The biggest contributors are pet hair, pet dander (a bit like dandruff) and dust mites, but leather sofas don’t harbour these or any other allergens, making them a great choice for allergy sufferers.
One aspect regarding leather and fabric sofas that we can’t ignore is the source of the materials used. There’s no escaping the fact that leather comes from cows, and that can be a problem for a growing number of people in society; more people are adopting a vegetarian or vegan lifestyle and leather furniture isn’t an option.
In this case, faux leather sofas are handy as they look like the real thing and offer similar benefits, but they are made entirely from synthetic materials.
Now we’ve covered most of the pros and cons of leather sofas, let’s move on to check out fabric sofas.
Fabric Sofas: The Facts
You are far more likely to see a fabric couch or sofa in people’s homes, as there’s a wider range of styles and prices. But in our quest to discover the pros and cons of fabric and leather sofas, we need to look at the details…
Fabric Sofa Prices
Fabric sofas tend to be more affordable than leather or other types of sofas, making them an excellent option for those on a budget. Even so, a high-quality fabric sofa might cost about the same as a leather one, depending on where you choose to shop.
On the whole, though, fabric furniture is a much more budget-friendly option.

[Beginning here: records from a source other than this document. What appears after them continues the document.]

use crate::analytics::{self, AggregateOptions, AnalyticsSnapshot};
use crate::catalog::Catalog;
use crate::clock::{Clock, SystemClock};
use crate::config::EngineConfig;
use crate::curriculum::{self, CurriculumAction, CurriculumState, Recommendation};
use crate::error::{EngineError, Result};
use crate::ids::{IdGenerator, RandomIdGenerator};
use crate::matcher::KeystrokeResult;
use crate::session::{
    ActiveSession, EndReason, FinishedSession, SessionId, SessionStateMachine, SessionSummary,
};
use crate::store::{KeyValueStore, NewRecord, SessionStore, TypingSessionRecord};
use log::{info, warn};
use std::sync::{Arc, Mutex};

/// Engine behind a mutex, for hosts that call in from several threads
pub type SharedEngine<K> = Arc<Mutex<TypingEngine<K>>>;

pub struct EngineBuilder<K: KeyValueStore> {
    backend: K,
    catalog: Catalog,
    config: EngineConfig,
    clock: Arc<dyn Clock>,
    ids: Arc<dyn IdGenerator>,
}

impl<K: KeyValueStore> EngineBuilder<K> {
    pub fn new(backend: K, catalog: Catalog) -> Self {
        Self {
            backend,
            catalog,
            config: EngineConfig::default(),
            clock: Arc::new(SystemClock),
            ids: Arc::new(RandomIdGenerator),
        }
    }

    pub fn config(mut self, config: EngineConfig) -> Self {
        self.config = config;
        self
    }

    pub fn clock(mut self, clock: Arc<dyn Clock>) -> Self {
        self.clock = clock;
        self
    }

    pub fn ids(mut self, ids: Arc<dyn IdGenerator>) -> Self {
        self.ids = ids;
        self
    }

    pub fn build(self) -> TypingEngine<K> {
        let store = SessionStore::with_options(
            self.backend,
            self.ids.clone(),
            &self.config.storage_key,
            self.config.max_records,
        );
        let history = store.list();
        let curriculum = CurriculumState::replay(
            &self.catalog,
            history
                .iter()
                .rev()
                .map(|r| (r.lesson_id.as_str(), r.summary.star_rating)),
        );
        info!(
            "engine ready: {} track(s), {} stored session(s)",
            self.catalog.tracks.len(),
            history.len()
        );

        TypingEngine {
            machine: SessionStateMachine::new(self.config, self.ids),
            store,
            catalog: self.catalog,
            curriculum,
            clock: self.clock,
            last_summary: None,
            last_recommendation: None,
        }
    }
}

/// Entry point for hosts: sessions in, summaries, analytics and
/// recommendations out.
///
/// Keystroke and tick timestamps are milliseconds on the same timeline as
/// the engine's clock.
pub struct TypingEngine<K: KeyValueStore> {
    machine: SessionStateMachine,
    store: SessionStore<K>,
    catalog: Catalog,
    curriculum: CurriculumState,
    clock: Arc<dyn Clock>,
    last_summary: Option<SessionSummary>,
    last_recommendation: Option<Recommendation>,
}

impl<K: KeyValueStore> std::fmt::Debug for TypingEngine<K> {
    fn fmt(&self, f: &mut std::fmt::Formatter<'_>) -> std::fmt::Result {
        f.debug_struct("TypingEngine")
            .field("machine", &self.machine)
            .field("store", &self.store)
            .field("last_summary", &self.last_summary)
            .finish()
    }
}

impl<K: KeyValueStore> TypingEngine<K> {
    pub fn builder(backend: K, catalog: Catalog) -> EngineBuilder<K> {
        EngineBuilder::new(backend, catalog)
    }

    pub fn shared(self) -> SharedEngine<K> {
        Arc::new(Mutex::new(self))
    }

    pub fn config(&self) -> &EngineConfig {
        self.machine.config()
    }

    pub fn catalog(&self) -> &Catalog {
        &self.catalog
    }

    pub fn curriculum(&self) -> &CurriculumState {
        &self.curriculum
    }

    pub fn active_session(&self) -> Option<&ActiveSession> {
        self.machine.active()
    }

    pub fn last_summary(&self) -> Option<&SessionSummary> {
        self.last_summary.as_ref()
    }

    pub fn last_recommendation(&self) -> Option<&Recommendation> {
        self.last_recommendation.as_ref()
    }

    pub fn now_ms(&self) -> i64 {
        self.clock.now_ms()
    }

    /// Start typing `text` for a catalog lesson
    pub fn start_session(&mut self, lesson_id: &str, text: &str) -> Result<SessionId> {
        let (_, lesson) = self
            .catalog
            .lesson(lesson_id)
            .ok_or_else(|| EngineError::InvalidLesson(lesson_id.to_string()))?;
        let bands = self.machine.config().bands_for(lesson.difficulty.speed);
        let now = self.clock.now_ms();
        let id = self.machine.start_session_with(lesson_id, text, bands, now)?;
        self.dispatch(CurriculumAction::SelectLesson(lesson_id.to_string()));
        Ok(id)
    }

    /// Start a lesson with its catalog text
    pub fn start_lesson(&mut self, lesson_id: &str) -> Result<SessionId> {
        let text = self
            .catalog
            .lesson(lesson_id)
            .and_then(|(_, lesson)| self.catalog.lesson_text(lesson))
            .ok_or_else(|| EngineError::InvalidLesson(lesson_id.to_string()))?;
        self.start_session(lesson_id, &text)
    }

    pub fn record_keystroke(&mut self, key: &str, timestamp: i64) -> Result<KeystrokeResult> {
        let outcome = self.machine.record_keystroke(key, timestamp)?;
        if let Some(finished) = outcome.finished {
            self.finish(finished)?;
        }
        Ok(outcome.result)
    }

    pub fn record_key_up(&mut self, key: &str, timestamp: i64) -> Result<()> {
        self.machine.record_key_up(key, timestamp)
    }

    pub fn record_autoscroll(&mut self, timestamp: i64) -> Result<()> {
        self.machine.record_autoscroll(timestamp)
    }

    pub fn tick(&mut self, timestamp: i64) -> Result<()> {
        self.machine.tick(timestamp)
    }

    pub fn end_session(&mut self, reason: EndReason) -> Result<SessionSummary> {
        let finished = self.machine.end_session(reason)?;
        self.finish(finished)
    }

    /// Navigate away: drop the session, persist nothing
    pub fn reset_session(&mut self) {
        self.machine.reset_session();
    }

    pub fn history(&self) -> Vec<TypingSessionRecord> {
        self.store.list()
    }

    pub fn clear_history(&mut self) -> Result<()> {
        self.store.clear()?;
        self.dispatch(CurriculumAction::Reset);
        self.last_recommendation = None;
        Ok(())
    }

    pub fn get_analytics(&self) -> Option<AnalyticsSnapshot> {
        let config = self.machine.config();
        analytics::aggregate(
            &self.store.list(),
            self.clock.now_ms(),
            AggregateOptions {
                recent_sessions: config.recent_sessions,
                window_days: config.window_days,
            },
        )
    }

    pub fn recommendation_for(
        &self,
        track_id: &str,
        lesson_id: &str,
        summary: &SessionSummary,
    ) -> Result<Recommendation> {
        curriculum::recommend(&self.catalog, track_id, lesson_id, summary)
    }

    pub fn get_recommendations(
        &self,
        track_id: &str,
        lesson_id: &str,
        summary: &SessionSummary,
    ) -> Result<Vec<String>> {
        Ok(self
            .recommendation_for(track_id, lesson_id, summary)?
            .lesson_ids())
    }

    pub fn select_track(&mut self, track_id: &str) {
        self.dispatch(CurriculumAction::SelectTrack(track_id.to_string()));
    }

    pub fn select_lesson(&mut self, lesson_id: &str) {
        self.dispatch(CurriculumAction::SelectLesson(lesson_id.to_string()));
    }

    fn dispatch(&mut self, action: CurriculumAction) {
        self.curriculum = std::mem::take(&mut self.curriculum).apply(action);
    }

    fn finish(&mut self, finished: FinishedSession) -> Result<SessionSummary> {
        let summary = finished.summary;
        self.last_summary = Some(summary.clone());
        if finished.reason == EndReason::Abandoned {
            return Ok(summary);
        }

        let Some((track, lesson)) = self.catalog.lesson(&finished.lesson_id) else {
            warn!("finished lesson {} is not in the catalog", finished.lesson_id);
            return Ok(summary);
        };
        let recommendation =
            curriculum::recommend(&self.catalog, &track.id, &lesson.id, &summary)?;
        let new = NewRecord {
            lesson_id: lesson.id.clone(),
            lesson_title: lesson.title.clone(),
            track_id: Some(track.id.clone()),
            track_name: Some(track.name.clone()),
            summary: summary.clone(),
            timestamp: self.clock.now_ms(),
        };

        self.store.record(new)?;
        self.dispatch(CurriculumAction::LessonCompleted {
            lesson_id: finished.lesson_id,
            stars: summary.star_rating,
            recommendation: recommendation.clone(),
        });
        self.last_recommendation = Some(recommendation);
        Ok(summary)
    }
}

#[cfg(test)]
mod tests {
    use super::*;
    use crate::clock::ManualClock;
    use crate::error::StorageError;
    use crate::ids::SequentialIdGenerator;
    use crate::store::MemoryStore;
    use assert_matches::assert_matches;

    fn engine(clock: Arc<ManualClock>) -> TypingEngine<MemoryStore> {
        TypingEngine::builder(MemoryStore::new(), Catalog::builtin().unwrap())
            .clock(clock)
            .ids(Arc::new(SequentialIdGenerator::new()))
            .build()
    }

    #[test]
    fn test_unknown_lesson_rejected() {
        let mut e = engine(Arc::new(ManualClock::new(0)));
        assert_matches!(
            e.start_session("missing", "abc"),
            Err(EngineError::InvalidLesson(_))
        );
        assert_matches!(e.start_lesson("missing"), Err(EngineError::InvalidLesson(_)));
    }

    #[test]
    fn test_completed_session_is_persisted_and_recommended() {
        let clock = Arc::new(ManualClock::new(10_000));
        let mut e = engine(clock.clone());
        e.start_session("home-row-1", "ab").unwrap();
        e.record_keystroke("a", 10_100).unwrap();
        let r = e.record_keystroke("b", 10_200).unwrap();
        assert!(r.completed);

        let history = e.history();
        assert_eq!(history.len(), 1);
        assert_eq!(history[0].id, "record-2");
        assert_eq!(history[0].lesson_title, "Anchor keys");
        assert_eq!(history[0].track_name.as_deref(), Some("Home Row"));
        assert_eq!(e.last_summary().unwrap().accuracy, 100);
        assert_eq!(
            e.last_recommendation(),
            Some(&Recommendation::Advance("home-row-2".into()))
        );
        assert_eq!(e.curriculum().progress("home-row-1").unwrap().attempts, 1);
        assert_eq!(e.curriculum().recommended_lesson_ids, vec!["home-row-2".to_string()]);
    }

    #[test]
    fn test_abandoned_session_is_not_persisted() {
        let mut e = engine(Arc::new(ManualClock::new(0)));
        e.start_lesson("home-row-1").unwrap();
        e.record_keystroke("a", 100).unwrap();
        let summary = e.end_session(EndReason::Abandoned).unwrap();
        assert_eq!(summary.correct_count, 1);
        assert!(e.history().is_empty());
        assert!(e.curriculum().completed.is_empty());

        e.start_lesson("home-row-1").unwrap();
        e.reset_session();
        assert!(e.history().is_empty());
        assert!(e.get_analytics().is_none());
    }

    #[test]
    fn test_history_replays_into_curriculum() {
        let clock = Arc::new(ManualClock::new(0));
        let backend = {
            let mut e = TypingEngine::builder(MemoryStore::new(), Catalog::builtin().unwrap())
                .clock(clock.clone())
                .build();
            e.start_session("home-row-1", "a").unwrap();
            e.record_keystroke("a", 1_000).unwrap();
            e.store.backend().clone()
        };
        let e = TypingEngine::builder(backend, Catalog::builtin().unwrap())
            .clock(clock)
            .build();
        assert_eq!(e.curriculum().progress("home-row-1").unwrap().attempts, 1);
    }

    #[test]
    fn test_clear_history_resets_progress() {
        let mut e = engine(Arc::new(ManualClock::new(0)));
        e.start_session("home-row-1", "a").unwrap();
        e.record_keystroke("a", 500).unwrap();
        assert!(e.get_analytics().is_some());
        e.clear_history().unwrap();
        assert!(e.get_analytics().is_none());
        assert!(e.curriculum().completed.is_empty());
        assert!(e.last_recommendation().is_none());
    }

    /// Backend that refuses every write
    struct ReadOnlyStore;

    impl KeyValueStore for ReadOnlyStore {
        fn get(&self, _key: &str) -> Result<Option<String>, StorageError> {
            Ok(None)
        }

        fn set(&mut self, _key: &str, _value: &str) -> Result<(), StorageError> {
            Err(std::io::Error::other("read-only").into())
        }

        fn remove(&mut self, _key: &str) -> Result<(), StorageError> {
            Err(std::io::Error::other("read-only").into())
        }
    }

    #[test]
    fn test_failed_write_leaves_progress_untouched() {
        let mut e = TypingEngine::builder(ReadOnlyStore, Catalog::builtin().unwrap())
            .clock(Arc::new(ManualClock::new(0)))
            .build();
        e.start_session("home-row-1", "a").unwrap();
        assert_matches!(
            e.record_keystroke("a", 100),
            Err(EngineError::Storage(StorageError::Io(_)))
        );
        assert!(e.curriculum().completed.is_empty());
        assert!(e.curriculum().recommended_lesson_ids.is_empty());
        assert!(e.last_recommendation().is_none());
        assert!(e.active_session().is_none());
    }

    #[test]
    fn test_selection_follows_started_lesson() {
        let mut e = engine(Arc::new(ManualClock::new(0)));
        e.select_track("top-row");
        assert_eq!(e.curriculum().selected_lesson_id.as_deref(), Some("top-row-1"));
        e.start_lesson("home-row-2").unwrap();
        assert_eq!(e.curriculum().selected_track_id.as_deref(), Some("home-row"));
    }
}
use chrono::Utc;
use std::sync::atomic::{AtomicI64, Ordering};

/// Source of wall-clock time in milliseconds since the Unix epoch
pub trait Clock: Send + Sync {
    fn now_ms(&self) -> i64;
}

#[derive(Debug, Clone, Copy, Default)]
pub struct SystemClock;

impl Clock for SystemClock {
    fn now_ms(&self) -> i64 {
        Utc::now().timestamp_millis()
    }
}

/// Clock that only moves when told to. Used by tests and replays.
#[derive(Debug, Default)]
pub struct ManualClock {
    now: AtomicI64,
}

impl ManualClock {
    pub fn new(start_ms: i64) -> Self {
        Self {
            now: AtomicI64::new(start_ms),
        }
    }

    pub fn set(&self, ms: i64) {
        self.now.store(ms, Ordering::SeqCst);
    }

    pub fn advance(&self, ms: i64) {
        self.now.fetch_add(ms, Ordering::SeqCst);
    }
}

impl Clock for ManualClock {
    fn now_ms(&self) -> i64 {
        self.now.load(Ordering::SeqCst)
    }
}

/// Milliseconds between two timestamps, zero if `end` precedes `start`
pub fn elapsed_ms(start: i64, end: i64) -> u64 {
    end.saturating_sub(start).max(0) as u64
}
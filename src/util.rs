/// Arithmetic mean, `None` for an empty slice
pub fn mean(data: &[f64]) -> Option<f64> {
    if data.is_empty() {
        return None;
    }
    Some(data.iter().sum::<f64>() / data.len() as f64)
}

/// Population standard deviation, `None` for an empty slice
pub fn std_dev(data: &[f64]) -> Option<f64> {
    let m = mean(data)?;
    let variance = data.iter().map(|v| (v - m).powi(2)).sum::<f64>() / data.len() as f64;
    Some(variance.sqrt())
}

/// Mean of integer scores rounded half away from zero
pub fn rounded_mean<I>(values: I) -> Option<u32>
where
    I: IntoIterator<Item = u32>,
{
    let data: Vec<f64> = values.into_iter().map(f64::from).collect();
    mean(&data).map(|m| m.round() as u32)
}

#[cfg(test)]
mod tests {
    use super::*;

    #[test]
    fn test_mean() {
        assert_eq!(mean(&[10., 20., 30., 15., 22.]), Some(19.4));
        assert_eq!(mean(&[42.0]), Some(42.0));
        assert_eq!(mean(&[]), None);
    }

    #[test]
    fn test_std_dev() {
        assert_eq!(std_dev(&[5.0, 5.0, 5.0]), Some(0.0));
        assert_eq!(std_dev(&[]), None);
        let sd = std_dev(&[100., 120., 90., 102., 94.]).unwrap();
        assert!((sd - 10.322790320451151).abs() < 1e-9);
    }

    #[test]
    fn test_rounded_mean() {
        assert_eq!(rounded_mean([40, 45]), Some(43));
        assert_eq!(rounded_mean([40, 41, 41]), Some(41));
        assert_eq!(rounded_mean(Vec::<u32>::new()), None);
    }
}
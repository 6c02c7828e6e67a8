use super::KeyValueStore;
use crate::error::StorageError;
use std::fs;
use std::io::ErrorKind;
use std::path::{Path, PathBuf};

/// One `<key>.json` file per key inside a directory
#[derive(Debug, Clone)]
pub struct FileStore {
    dir: PathBuf,
}

impl FileStore {
    pub fn new<P: AsRef<Path>>(dir: P) -> Self {
        Self {
            dir: dir.as_ref().to_path_buf(),
        }
    }

    fn path_for(&self, key: &str) -> PathBuf {
        let safe: String = key
            .chars()
            .map(|c| if c.is_ascii_alphanumeric() || c == '-' || c == '_' { c } else { '_' })
            .collect();
        self.dir.join(format!("{safe}.json"))
    }
}

impl KeyValueStore for FileStore {
    fn get(&self, key: &str) -> Result<Option<String>, StorageError> {
        match fs::read_to_string(self.path_for(key)) {
            Ok(s) => Ok(Some(s)),
            Err(e) if e.kind() == ErrorKind::NotFound => Ok(None),
            Err(e) => Err(e.into()),
        }
    }

    fn set(&mut self, key: &str, value: &str) -> Result<(), StorageError> {
        fs::create_dir_all(&self.dir)?;
        let path = self.path_for(key);
        // replace atomically
        let tmp = path.with_extension("json.tmp");
        fs::write(&tmp, value)?;
        fs::rename(&tmp, &path)?;
        Ok(())
    }

    fn remove(&mut self, key: &str) -> Result<(), StorageError> {
        match fs::remove_file(self.path_for(key)) {
            Err(e) if e.kind() != ErrorKind::NotFound => Err(e.into()),
            _ => Ok(()),
        }
    }
}
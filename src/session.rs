use crate::clock::elapsed_ms;
use crate::config::EngineConfig;
use crate::error::{EngineError, Result};
use crate::ids::IdGenerator;
use crate::keyboard::FingerUsage;
use crate::matcher::{InputMatcher, KeystrokeResult, TypingEvent};
use crate::metrics::{self, HesitationStats, KeyHeat, StarBands};
use log::debug;
use serde::{Deserialize, Serialize};
use std::collections::BTreeMap;
use std::sync::Arc;

pub type SessionId = String;

#[derive(Debug, Clone, Copy, PartialEq, Eq, Serialize, Deserialize, strum_macros::Display)]
#[serde(rename_all = "lowercase")]
#[strum(serialize_all = "lowercase")]
pub enum EndReason {
    Completed,
    Abandoned,
}

/// The one session currently being typed
#[derive(Debug, Clone)]
pub struct ActiveSession {
    pub session_id: SessionId,
    pub lesson_id: String,
    pub target_text: String,
    pub started_at: i64,
    pub elapsed_ms: u64,
    pub is_running: bool,
    pub bands: StarBands,
    matcher: InputMatcher,
}

impl ActiveSession {
    pub fn cursor_index(&self) -> usize {
        self.matcher.cursor_index()
    }

    pub fn correct_count(&self) -> usize {
        self.matcher.correct_count()
    }

    pub fn error_count(&self) -> usize {
        self.matcher.error_count()
    }

    pub fn characters_typed(&self) -> usize {
        self.matcher.characters_typed()
    }

    pub fn events(&self) -> &[TypingEvent] {
        self.matcher.events()
    }

    fn advance_clock(&mut self, now: i64) {
        let elapsed = elapsed_ms(self.started_at, now);
        if elapsed > self.elapsed_ms {
            self.elapsed_ms = elapsed;
        }
    }
}

/// Metrics derived from a finished session
#[derive(Debug, Clone, PartialEq, Serialize, Deserialize)]
#[serde(rename_all = "camelCase")]
pub struct SessionSummary {
    pub duration_ms: u64,
    pub wpm: u32,
    pub cpm: u32,
    pub accuracy: u32,
    pub error_rate: f64,
    pub star_rating: u8,
    pub streak: u32,
    #[serde(default)]
    pub correct_count: usize,
    #[serde(default)]
    pub error_count: usize,
    #[serde(default, skip_serializing_if = "Option::is_none")]
    pub burst_speed: Option<u32>,
    #[serde(default, skip_serializing_if = "Option::is_none")]
    pub hesitation_stats: Option<HesitationStats>,
    #[serde(default, skip_serializing_if = "Option::is_none")]
    pub finger_usage: Option<FingerUsage>,
    #[serde(default, skip_serializing_if = "Option::is_none")]
    pub heatmap: Option<BTreeMap<String, KeyHeat>>,
}

impl SessionSummary {
    /// Headline metrics only, without the event-derived extras
    pub fn from_counts(
        correct_count: usize,
        error_count: usize,
        duration_ms: u64,
        bands: &StarBands,
    ) -> Self {
        let m = metrics::calculate(correct_count, error_count, duration_ms);
        Self {
            duration_ms,
            wpm: m.wpm,
            cpm: m.cpm,
            accuracy: m.accuracy,
            error_rate: m.error_rate,
            star_rating: bands.rate(m.wpm, m.accuracy),
            streak: 0,
            correct_count,
            error_count,
            burst_speed: None,
            hesitation_stats: None,
            finger_usage: None,
            heatmap: None,
        }
    }

    fn from_session(session: &ActiveSession, config: &EngineConfig) -> Self {
        let events = session.events();
        let mut summary = Self::from_counts(
            session.correct_count(),
            session.error_count(),
            session.elapsed_ms,
            &session.bands,
        );
        summary.streak = metrics::longest_streak(events);
        summary.burst_speed = metrics::burst_speed(events, config.burst_window);
        summary.hesitation_stats = metrics::hesitation(events, config.hesitation_threshold_ms);
        let usage = metrics::finger_usage(events);
        summary.finger_usage = (usage.total() > 0).then_some(usage);
        let heat = metrics::heatmap(events);
        summary.heatmap = (!heat.is_empty()).then_some(heat);
        summary
    }
}

/// How a session ended, handed to the store and the curriculum
#[derive(Debug, Clone, PartialEq)]
pub struct FinishedSession {
    pub session_id: SessionId,
    pub lesson_id: String,
    pub reason: EndReason,
    pub started_at: i64,
    pub summary: SessionSummary,
}

/// A keystroke's result plus the finished session if it completed the text
#[derive(Debug, Clone, PartialEq)]
pub struct KeystrokeOutcome {
    pub result: KeystrokeResult,
    pub finished: Option<FinishedSession>,
}

/// Owns the single active session.
///
/// Idle until `start_session`, running until the text is completed or
/// `end_session`/`reset_session` is called, then idle again.
pub struct SessionStateMachine {
    config: EngineConfig,
    ids: Arc<dyn IdGenerator>,
    active: Option<ActiveSession>,
    last_finished: Option<FinishedSession>,
}

impl std::fmt::Debug for SessionStateMachine {
    fn fmt(&self, f: &mut std::fmt::Formatter<'_>) -> std::fmt::Result {
        f.debug_struct("SessionStateMachine")
            .field("active", &self.active)
            .field("last_finished", &self.last_finished)
            .finish()
    }
}

impl SessionStateMachine {
    pub fn new(config: EngineConfig, ids: Arc<dyn IdGenerator>) -> Self {
        Self {
            config,
            ids,
            active: None,
            last_finished: None,
        }
    }

    pub fn config(&self) -> &EngineConfig {
        &self.config
    }

    pub fn active(&self) -> Option<&ActiveSession> {
        self.active.as_ref()
    }

    pub fn is_running(&self) -> bool {
        self.active.as_ref().is_some_and(|s| s.is_running)
    }

    pub fn last_finished(&self) -> Option<&FinishedSession> {
        self.last_finished.as_ref()
    }

    pub fn start_session(&mut self, lesson_id: &str, text: &str, now: i64) -> Result<SessionId> {
        let bands = self.config.star_bands.clone();
        self.start_session_with(lesson_id, text, bands, now)
    }

    pub fn start_session_with(
        &mut self,
        lesson_id: &str,
        text: &str,
        bands: StarBands,
        now: i64,
    ) -> Result<SessionId> {
        if self.is_running() {
            return Err(EngineError::SessionAlreadyActive);
        }
        if text.is_empty() {
            return Err(EngineError::EmptyText);
        }

        let session_id = self.ids.next_id("session");
        debug!("starting session {session_id} for lesson {lesson_id}");
        self.active = Some(ActiveSession {
            session_id: session_id.clone(),
            lesson_id: lesson_id.to_string(),
            target_text: text.to_string(),
            started_at: now,
            elapsed_ms: 0,
            is_running: true,
            bands,
            matcher: InputMatcher::new(text, self.config.matching, now),
        });
        Ok(session_id)
    }

    pub fn tick(&mut self, now: i64) -> Result<()> {
        let session = self.running_mut()?;
        session.advance_clock(now);
        Ok(())
    }

    pub fn record_keystroke(&mut self, key: &str, now: i64) -> Result<KeystrokeOutcome> {
        let session = self.running_mut()?;
        let result = session.matcher.feed(key, now);
        if result.accepted {
            session.advance_clock(now);
        }

        let finished = if result.completed {
            Some(self.end_session(EndReason::Completed)?)
        } else {
            None
        };
        Ok(KeystrokeOutcome { result, finished })
    }

    pub fn record_key_up(&mut self, key: &str, now: i64) -> Result<()> {
        self.running_mut()?.matcher.key_up(key, now);
        Ok(())
    }

    pub fn record_autoscroll(&mut self, now: i64) -> Result<()> {
        self.running_mut()?.matcher.autoscroll(now);
        Ok(())
    }

    pub fn end_session(&mut self, reason: EndReason) -> Result<FinishedSession> {
        let mut session = self.active.take().ok_or(EngineError::NoActiveSession)?;
        session.is_running = false;

        let finished = FinishedSession {
            summary: SessionSummary::from_session(&session, &self.config),
            session_id: session.session_id,
            lesson_id: session.lesson_id,
            reason,
            started_at: session.started_at,
        };
        debug!(
            "session {} {} at {} wpm / {}%",
            finished.session_id, reason, finished.summary.wpm, finished.summary.accuracy
        );
        self.last_finished = Some(finished.clone());
        Ok(finished)
    }

    /// Drop the active session without producing a summary
    pub fn reset_session(&mut self) {
        if let Some(session) = self.active.take() {
            debug!("discarding session {}", session.session_id);
        }
    }

    fn running_mut(&mut self) -> Result<&mut ActiveSession> {
        self.active
            .as_mut()
            .filter(|s| s.is_running)
            .ok_or(EngineError::NoActiveSession)
    }
}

Fabric sofas are (usually) soft and comfortable to sit on, making them perfect for lounging and relaxation. Some of this will come down to the quality of each item and how much you are prepared to pay for your living room furniture.
One positive is that the surface isn’t affected by temperature; fabric sofas are more breathable than leather, which means they don’t get as hot in the summer and are more comfortable to sit on for long periods. So, you won’t stick to your fabric sofa on hot days, nor will it feel icy cold in winter like you would with a leather couch!
Most fabric sofas are built to withstand wear and tear, but there is a limit to their endurance. High-quality fabrics are more resistant to the trials of daily use, but this comes at a higher price.
Mid-range fabric sofas tend to show wear and tear more quickly than leather or synthetic materials, especially if they are not maintained properly. On average, a typical fabric sofa will last between seven and fifteen years. Often, it’s not the sofa material that gives up, but the foam cushions inside.
Some fabrics are prone to pilling, which can make the sofa look shabby and old before its time. This is when tiny balls of fabric appear on the surface, usually in blended fabrics as the fibres tangle together.
Finally, fabric sofas can fade over time if exposed to direct sunlight, which can make them look worn and dated.
Fabric sofas are available in a wide range of colours, patterns, and textures, allowing you to choose one that suits your style and decor. In terms of variety, fabric upholstery beats leather furniture by a long way.
If you prefer a natural product, many furniture manufacturers use cotton, linen, wool and even silk. However, these are often combined with synthetic fibres like polyester and nylon for extra durability.
These blends allow for a huge variety of designs and styles, which makes fabric sofas a popular choice.
Most fabric sofas can be cleaned fairly easily with a vacuum cleaner or a damp cloth, making them a low-maintenance option. Some sofas have removable covers that can be put in the washing machine, which is very convenient.
Natural fabric sofas are more susceptible to stains and spills than leather or synthetic materials, and some fabrics are harder to clean than others. Heavy staining can be an issue for sofa material that’s in daily use, especially if kids are involved. This is why many parents choose leather because of its stain-resistant qualities!
Regular cleaning will keep your fabric sofa looking clean and fresh, so try to make it part of your cleaning schedule.
Some people may be allergic to certain types of fabric or dyes used in fabric sofas, which can cause skin irritation or respiratory problems.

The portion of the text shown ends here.